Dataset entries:

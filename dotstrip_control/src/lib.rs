// Copyright 2025 the Dotstrip Authors
// SPDX-License-Identifier: Apache-2.0 OR MIT

// After you edit the crate's doc comment, run this command, then check README.md for any missing links
// cargo rdme --workspace-project=dotstrip_control --heading-base-level=0

//! Dotstrip Control: a gesture-driven paging indicator state machine.
//!
//! A paging control is a strip of small per-page indicators the user can
//! press and drag across. Indicators near the pointer magnify, and the index
//! under the pointer becomes the committed current page, with an optional
//! haptic pulse on each change. This crate models the geometry and the state
//! machine; it draws nothing. A host surface routes raw pointer events into
//! the four gesture entry points and renders whatever geometry and visual
//! descriptors it reads back.
//!
//! The pieces are:
//!
//! - [`StripMetrics`] and [`Slot`]: one-dimensional layout along the strip's
//!   major axis: rest positions, pointer-to-index bucket resolution, and
//!   the magnification profile with its cascading offsets.
//! - [`Axis`]: which point coordinate is the major axis, and slot-to-frame
//!   conversion with minor-axis centering.
//! - [`PagingControl`]: the aggregate. It owns the indicator sequence, the
//!   committed page, the touch-session state machine, and commit semantics.
//! - [`IndicatorSource`] / [`PagingDelegate`]: the host capability seams,
//!   borrowed per call so the host can own the control without cycles.
//! - [`HapticDriver`]: platform feedback as a session-scoped resource.
//!
//! Per-indicator visual state (tint, image override, selection resolution)
//! lives in [`dotstrip_indicator`] and is re-exported here.
//!
//! ## Minimal example
//!
//! ```rust
//! use dotstrip_control::{IndicatorSource, PagingControl, StripParams};
//! use kurbo::Point;
//! use peniko::Color;
//!
//! struct Uniform;
//!
//! impl IndicatorSource<u32> for Uniform {
//!     fn indicator_color(&self, _index: usize) -> Color {
//!         Color::WHITE
//!     }
//! }
//!
//! let mut control = PagingControl::new(StripParams::new(4), &Uniform);
//!
//! // Press at the top of a vertical strip: page 0 commits.
//! control.begin_touch(Point::new(0.0, 0.0), &mut ());
//! assert_eq!(control.current_page(), Some(0));
//!
//! // Drag far past the end: the index clamps to the last page and nearby
//! // indicators magnify.
//! control.update_touch(Point::new(0.0, 100.0), &mut ());
//! assert_eq!(control.current_page(), Some(3));
//! assert!(control.live_slots().is_some());
//!
//! // Release: geometry returns to rest, the selection stays committed.
//! control.end_touch(&mut ());
//! assert!(control.live_slots().is_none());
//! assert_eq!(control.current_page(), Some(3));
//! ```
//!
//! ## Event ordering
//!
//! The control assumes the host delivers gesture events strictly serialized:
//! one press, zero or more moves, then exactly one of end/cancel/fail. It
//! has no defense against overlapping sessions beyond treating a second
//! press as session replacement. All operations are synchronous and
//! single-threaded; nothing blocks or awaits.
//!
//! This crate is `no_std` and uses `alloc`.

#![no_std]

extern crate alloc;

mod axis;
mod control;
mod haptics;
mod host;
mod layout;

pub use axis::Axis;
pub use control::{PagingControl, StripParams};
pub use haptics::{HapticDriver, NoHaptics};
pub use host::{IndicatorSource, PagingDelegate};
pub use layout::{GROWTH_SPAN, MAGNIFY_REACH, MAX_GROWTH_RATIO, Slot, SlotProfile, StripMetrics};

pub use dotstrip_indicator::{Indicator, IndicatorImage, IndicatorVisual};
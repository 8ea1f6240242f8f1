// Copyright 2025 the Dotstrip Authors
// SPDX-License-Identifier: Apache-2.0 OR MIT

//! Haptic feedback as a scoped session resource.
//!
//! Platforms that offer tactile feedback usually want their generator
//! "primed" ahead of the first pulse to minimize latency. The control drives
//! that lifecycle for one touch session at a time: [`prepare`] once when the
//! session begins, [`pulse`] on each committed page change, and [`release`]
//! on every exit path (end, cancel, or fail).
//!
//! [`prepare`]: HapticDriver::prepare
//! [`pulse`]: HapticDriver::pulse
//! [`release`]: HapticDriver::release

/// Driver for a platform haptic feedback generator.
///
/// All methods default to no-ops; drivers implement whichever parts their
/// platform supports. Within a touch session calls are strictly paired:
/// every `prepare` is matched by exactly one `release`, with zero or more
/// `pulse` calls in between. Programmatic selection may also `pulse` outside
/// a session; drivers must tolerate unprimed pulses.
pub trait HapticDriver {
    /// Prime the generator for low-latency pulses.
    fn prepare(&mut self) {}

    /// Emit one feedback pulse.
    fn pulse(&mut self) {}

    /// Let the generator idle again; the session is over.
    fn release(&mut self) {}
}

/// A driver that produces no feedback.
///
/// The default driver for [`PagingControl`](crate::PagingControl); useful on
/// platforms without haptics and in tests.
#[derive(Clone, Copy, Debug, Default, PartialEq, Eq)]
pub struct NoHaptics;

impl HapticDriver for NoHaptics {}
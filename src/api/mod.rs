//! REST API surface.

pub mod error;
pub mod models;
pub mod routes;
pub mod server;

pub use error::{ApiError, ApiResult};
pub use server::AppState;
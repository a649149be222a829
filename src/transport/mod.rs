//! Work-queue transport.
//!
//! The queue between submit and intake is a partitioned, offset-acknowledged
//! stream: task records are keyed by job id so per-job ordering holds within
//! a partition, and offsets are committed manually only after the task has
//! landed in the pending set. `channel::PartitionedChannelTransport` is the
//! in-process binding; a broker-backed adapter implements the same traits.

pub mod channel;

use async_trait::async_trait;
use serde::{Deserialize, Serialize};

use crate::Result;

pub use channel::PartitionedChannelTransport;

/// The task record published at submit time and consumed by intake.
#[derive(Debug, Clone, PartialEq, Serialize, Deserialize)]
#[serde(rename_all = "camelCase")]
pub struct TaskMessage {
    pub job_id: String,
    pub urls: Vec<String>,
    #[serde(default, skip_serializing_if = "Option::is_none")]
    pub user_id: Option<String>,
}

impl TaskMessage {
    pub fn to_json(&self) -> Result<String> {
        Ok(serde_json::to_string(self)?)
    }

    pub fn from_json(raw: &str) -> Result<Self> {
        Ok(serde_json::from_str(raw)?)
    }
}

/// Acknowledgement returned by a successful publish.
#[derive(Debug, Clone, Copy, PartialEq, Eq)]
pub struct PublishAck {
    pub partition: usize,
    pub offset: u64,
}

/// One message handed to the consumer; must be committed or released.
#[derive(Debug, Clone)]
pub struct Delivery {
    pub partition: usize,
    pub offset: u64,
    pub payload: String,
}

/// Producer side of the work queue.
#[async_trait]
pub trait TaskPublisher: Send + Sync {
    /// Publish `payload` under `key`; the key selects the partition.
    async fn publish(&self, key: &str, payload: &str) -> Result<PublishAck>;
}

/// Consumer side of the work queue with manual offset management.
#[async_trait]
pub trait TaskConsumer: Send + Sync {
    /// Wait for the next uncommitted message. Per partition, at most one
    /// delivery is outstanding at a time.
    async fn recv(&self) -> Result<Delivery>;
    /// Commit the offset: the message will never be redelivered.
    async fn commit(&self, partition: usize, offset: u64) -> Result<()>;
    /// Hand an uncommitted delivery back for redelivery.
    async fn release(&self, partition: usize, offset: u64) -> Result<()>;
}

> [Exercise]: All that is needed is the opening run of the data, given again exactly: please include every line from the first through the line with "the host capability", both ends kept.

> [Result]:
filename dotstrip_control/src/lib.rs
// Copyright 2025 the Dotstrip Authors
// SPDX-License-Identifier: Apache-2.0 OR MIT

// After you edit the crate's doc comment, run this command, then check README.md for any missing links
// cargo rdme --workspace-project=dotstrip_control --heading-base-level=0

//! Dotstrip Control: a gesture-driven paging indicator state machine.
//!
//! A paging control is a strip of small per-page indicators the user can
//! press and drag across. Indicators near the pointer magnify, and the index
//! under the pointer becomes the committed current page, with an optional
//! haptic pulse on each change. This crate models the geometry and the state
//! machine; it draws nothing. A host surface routes raw pointer events into
//! the four gesture entry points and renders whatever geometry and visual
//! descriptors it reads back.
//!
//! The pieces are:
//!
//! - [`StripMetrics`] and [`Slot`]: one-dimensional layout along the strip's
//!   major axis: rest positions, pointer-to-index bucket resolution, and
//!   the magnification profile with its cascading offsets.
//! - [`Axis`]: which point coordinate is the major axis, and slot-to-frame
//!   conversion with minor-axis centering.
//! - [`PagingControl`]: the aggregate. It owns the indicator sequence, the
//!   committed page, the touch-session state machine, and commit semantics.
//! - [`IndicatorSource`] / [`PagingDelegate`]: the host capability seams,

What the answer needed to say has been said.